■ **What you need to do**:
Every line of the records below that holds the word "NewTestResult" belongs in the answer.

··· Source material

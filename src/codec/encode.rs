use crate::models::{OptionLabel, Question, TestQuestion};

use super::{BLOCK_DELIMITER, CORRECT_MARK, OPTION_MARKER};

pub fn encode(questions: &[Question]) -> String {
    questions
        .iter()
        .map(encode_block)
        .collect::<Vec<_>>()
        .join("\n\n")
}

/// Encodes stored rows in `order_number` order.
pub fn encode_records(rows: &[TestQuestion]) -> String {
    let mut questions: Vec<Question> = rows.iter().map(Question::from).collect();
    questions.sort_by_key(|question| question.order_number);
    encode(&questions)
}

fn encode_block(question: &Question) -> String {
    let mut lines = Vec::with_capacity(1 + OptionLabel::ALL.len());
    lines.push(format!("{} {}", BLOCK_DELIMITER, question.question_text));

    for label in OptionLabel::ALL {
        let mark = if question.is_correct(label) {
            CORRECT_MARK.to_string()
        } else {
            String::new()
        };
        lines.push(format!("{}{} {}", OPTION_MARKER, mark, question.option(label)));
    }

    lines.join("\n")
}

#[cfg(test)]
mod tests {
    use super::*;
    use crate::codec::decode;
    use uuid::Uuid;

    fn question(text: &str, options: [&str; 4], correct: OptionLabel) -> Question {
        Question {
            question_text: text.to_string(),
            options: options.map(str::to_string),
            correct_answer: correct,
            order_number: 1,
        }
    }

    #[test]
    fn test_encode_empty() {
        assert_eq!(encode(&[]), "");
        assert_eq!(encode_records(&[]), "");
    }

    #[test]
    fn test_encode_single_question() {
        let text = encode(&[question("Q1", ["a", "b", "c", "d"], OptionLabel::C)]);
        assert_eq!(text, "+++++ Q1\n==== a\n==== b\n====# c\n==== d");
    }

    #[test]
    fn test_blocks_separated_by_blank_line() {
        let text = encode(&[
            question("Q1", ["a", "b", "c", "d"], OptionLabel::A),
            question("Q2", ["e", "f", "g", "h"], OptionLabel::D),
        ]);
        assert_eq!(
            text,
            "+++++ Q1\n====# a\n==== b\n==== c\n==== d\n\n+++++ Q2\n==== e\n==== f\n==== g\n====# h"
        );
    }

    #[test]
    fn test_decode_restores_encoded_questions() {
        let questions: Vec<Question> = OptionLabel::ALL
            .iter()
            .enumerate()
            .map(|(i, label)| Question {
                question_text: format!("What is {} squared?", i + 2),
                options: [
                    format!("{}", i),
                    format!("{}", (i + 2) * (i + 2)),
                    "I don't know".to_string(),
                    "x = 4 # comment".to_string(),
                ],
                correct_answer: *label,
                order_number: i as u32 + 1,
            })
            .collect();

        let decoded = decode(&encode(&questions));
        assert_eq!(decoded, questions);
    }

    #[test]
    fn test_records_encoded_in_order() {
        let practical_id = Uuid::new_v4();
        let mut second = TestQuestion::new(
            practical_id,
            question("Second", ["a", "b", "c", "d"], OptionLabel::B),
        );
        second.order_number = 2;
        let first = TestQuestion::new(
            practical_id,
            question("First", ["a", "b", "c", "d"], OptionLabel::A),
        );

        let text = encode_records(&[second, first]);
        assert!(text.starts_with("+++++ First\n====# a"));
        assert!(text.ends_with("+++++ Second\n==== a\n====# b\n==== c\n==== d"));
    }
}
//! Scoring a student's test and granting access to the next lecture.

use std::collections::HashMap;

use tracing::info;
use uuid::Uuid;

use crate::data::{RepoError, Repository};
use crate::error::{PracticumError, Result};
use crate::models::{
    AnswerSheet, Lecture, NewTestResult, OptionLabel, Practical, TestQuestion, TestResult,
};

pub const DEFAULT_PASS_SCORE: u32 = 6;

/// The student's pick per question id.
pub type Selections = HashMap<Uuid, OptionLabel>;

#[derive(Debug, Clone, Copy, PartialEq, Eq)]
pub struct GradingPolicy {
    pub pass_score: u32,
}

impl Default for GradingPolicy {
    fn default() -> Self {
        Self {
            pass_score: DEFAULT_PASS_SCORE,
        }
    }
}

impl GradingPolicy {
    pub fn passes(&self, score: u32) -> bool {
        score >= self.pass_score
    }
}

#[derive(Debug, Clone, PartialEq)]
pub struct Grade {
    pub score: u32,
    pub total: u32,
    pub answers: AnswerSheet,
}

impl Grade {
    pub fn percentage(&self) -> f64 {
        if self.total > 0 {
            (self.score as f64 / self.total as f64) * 100.0
        } else {
            0.0
        }
    }
}

/// One point per question answered with its correct label. Selections for
/// questions outside `questions` are ignored.
pub fn grade(questions: &[TestQuestion], selections: &Selections) -> Grade {
    let answers: AnswerSheet = questions
        .iter()
        .map(|question| (question.id, selections.get(&question.id).copied()))
        .collect();

    let score = questions
        .iter()
        .filter(|question| selections.get(&question.id) == Some(&question.correct_answer))
        .count() as u32;

    Grade {
        score,
        total: questions.len() as u32,
        answers,
    }
}

#[derive(Debug, Clone)]
pub struct TestOutcome {
    pub result: TestResult,
    pub total: u32,
    pub passed: bool,
    /// Lecture opened by passing, if the course has one.
    pub unlocked_lecture: Option<Lecture>,
    pub next_practical: Option<Practical>,
}

/// Grades and records an attempt, replacing any earlier attempt at the same
/// practical. Passing opens the lecture that follows the practical.
pub fn submit_test<R: Repository + ?Sized>(
    repo: &mut R,
    policy: &GradingPolicy,
    student_id: Uuid,
    practical_id: Uuid,
    selections: &Selections,
) -> Result<TestOutcome> {
    let practical = repo
        .practical(practical_id)?
        .ok_or(RepoError::not_found("practical", practical_id))?;
    if repo.profile(student_id)?.is_none() {
        return Err(RepoError::not_found("student", student_id).into());
    }

    let questions = repo.test_questions(practical_id)?;
    if questions.is_empty() {
        return Err(PracticumError::Validation(format!(
            "practical \"{}\" has no test questions",
            practical.title
        )));
    }

    let grade = grade(&questions, selections);
    let passed = policy.passes(grade.score);
    let result = repo.upsert_test_result(NewTestResult {
        student_id,
        practical_id,
        score: grade.score,
        answers: grade.answers,
    })?;

    let next_order = practical.order_number + 1;
    let unlocked_lecture = if passed {
        match repo.published_lecture_by_order(next_order)? {
            Some(lecture) => {
                repo.mark_lecture_complete(student_id, lecture.id)?;
                info!(%student_id, lecture = %lecture.title, "unlocked next lecture");
                Some(lecture)
            }
            None => None,
        }
    } else {
        None
    };
    let next_practical = repo.published_practical_by_order(next_order)?;

    info!(
        %student_id,
        practical = %practical.title,
        score = result.score,
        total = grade.total,
        passed,
        "test submitted"
    );

    Ok(TestOutcome {
        result,
        total: grade.total,
        passed,
        unlocked_lecture,
        next_practical,
    })
}
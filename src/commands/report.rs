//! Read-only course reports: students, rankings, stats, dashboard.

use anyhow::Result;
use practicum::Repository;
use practicum::service::stats;
use serde::Serialize;
use uuid::Uuid;

fn print_json<T: Serialize>(value: &T) -> Result<()> {
    println!("{}", serde_json::to_string_pretty(value)?);
    Ok(())
}

pub fn students(repo: &dyn Repository) -> Result<()> {
    for student in repo.students()? {
        println!("{}  {} <{}>", student.id, student.display_name(), student.email);
    }
    Ok(())
}

pub fn rankings(repo: &dyn Repository, json: bool) -> Result<()> {
    let rankings = stats::student_rankings(repo)?;
    if json {
        return print_json(&rankings);
    }

    if rankings.is_empty() {
        println!("No test results yet.");
    }
    for ranking in &rankings {
        println!(
            "{:>3}. {:<24} {:>4} pts  {} test(s)  avg {:.1}",
            ranking.rank, ranking.name, ranking.total_score, ranking.test_count, ranking.average_score
        );
    }
    Ok(())
}

pub fn stats(repo: &dyn Repository, json: bool) -> Result<()> {
    let stats = stats::admin_stats(repo)?;
    if json {
        return print_json(&stats);
    }

    println!("Students:          {}", stats.total_students);
    println!("Lectures:          {}", stats.total_lectures);
    println!("Practicals:        {}", stats.total_practicals);
    println!("Independent work:  {}", stats.total_independent_work);
    println!("Average score:     {:.1}", stats.average_score);
    println!("Completion rate:   {:.0}%", stats.completion_rate);
    Ok(())
}

pub fn dashboard(repo: &dyn Repository, student: Uuid, json: bool) -> Result<()> {
    let dashboard = stats::student_dashboard(repo, student)?;
    if json {
        return print_json(&dashboard);
    }

    println!(
        "Lectures:          {}/{}",
        dashboard.completed_lectures, dashboard.total_lectures
    );
    println!(
        "Practicals:        {}/{}",
        dashboard.completed_practicals, dashboard.total_practicals
    );
    println!(
        "Independent work:  {}/{}",
        dashboard.completed_independent_work, dashboard.total_independent_work
    );
    println!("Average score:     {:.1}", dashboard.average_score);
    println!("Rank:              {}", dashboard.rank);
    Ok(())
}
//! The `practicum practical` commands.

use std::path::PathBuf;

use anyhow::{Context, Result, bail};
use practicum::data::load_test_text;
use practicum::models::Status;
use practicum::service::content::{self, PracticalDraft};
use practicum::{Config, GateError, PracticumError, Repository};
use uuid::Uuid;

pub struct SaveArgs {
    pub file: PathBuf,
    pub title: String,
    pub order: u32,
    pub id: Option<Uuid>,
    /// `None` keeps the current value when editing.
    pub description: Option<String>,
    /// `None` keeps the current status when editing, draft when creating.
    pub status: Option<Status>,
    pub created_by: Option<Uuid>,
}

pub fn list(repo: &dyn Repository) -> Result<()> {
    let practicals = repo.practicals()?;
    if practicals.is_empty() {
        println!("No practicals yet.");
        return Ok(());
    }

    for practical in practicals {
        let questions = repo.test_questions(practical.id)?.len();
        println!(
            "{:>3}. {}  [{}, {} question(s)]  {}",
            practical.order_number, practical.title, practical.status, questions, practical.id
        );
        if let Some(description) = &practical.description {
            println!("     {}", description);
        }
    }
    Ok(())
}

/// The `--created-by` id, else the first admin. Edits keep their author.
fn author(repo: &dyn Repository, args: &SaveArgs) -> Result<Uuid> {
    if let Some(id) = args.created_by {
        return Ok(id);
    }
    if args.id.is_some() {
        return Ok(Uuid::nil());
    }
    match repo.admins()?.into_iter().next() {
        Some(admin) => Ok(admin.id),
        None => bail!("no admin profile in the course, pass --created-by"),
    }
}

pub fn save(repo: &mut dyn Repository, config: &Config, args: SaveArgs) -> Result<()> {
    let test_text = load_test_text(&args.file)?;
    let created_by = author(repo, &args)?;
    let draft = PracticalDraft {
        id: args.id,
        title: args.title,
        description: args.description,
        order_number: args.order,
        status: args.status,
        created_by,
        file: None,
        test_text,
    };

    let practical = content::save_practical(repo, &config.gate(), config.mark_policy(), draft)
        .inspect_err(|err| {
            if let PracticumError::Gate(GateError::CountMismatch { dropped, .. }) = err {
                for block in dropped {
                    if let Some(reason) = block.drop_reason() {
                        eprintln!("  block {}: {}", block.block_number, reason);
                    }
                }
            }
        })
        .context("test was not saved")?;

    println!("Saved \"{}\" ({})", practical.title, practical.id);
    Ok(())
}

pub fn edit_text(repo: &dyn Repository, id: Uuid) -> Result<()> {
    println!("{}", content::practical_test_text(repo, id)?);
    Ok(())
}

pub fn delete(repo: &mut dyn Repository, id: Uuid) -> Result<()> {
    content::delete_practical(repo, id)?;
    println!("Deleted practical {}", id);
    Ok(())
}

······

■ **Solution to this task**:
    AnswerSheet, Lecture, NewTestResult, OptionLabel, Practical, TestQuestion, TestResult,
    let result = repo.upsert_test_result(NewTestResult {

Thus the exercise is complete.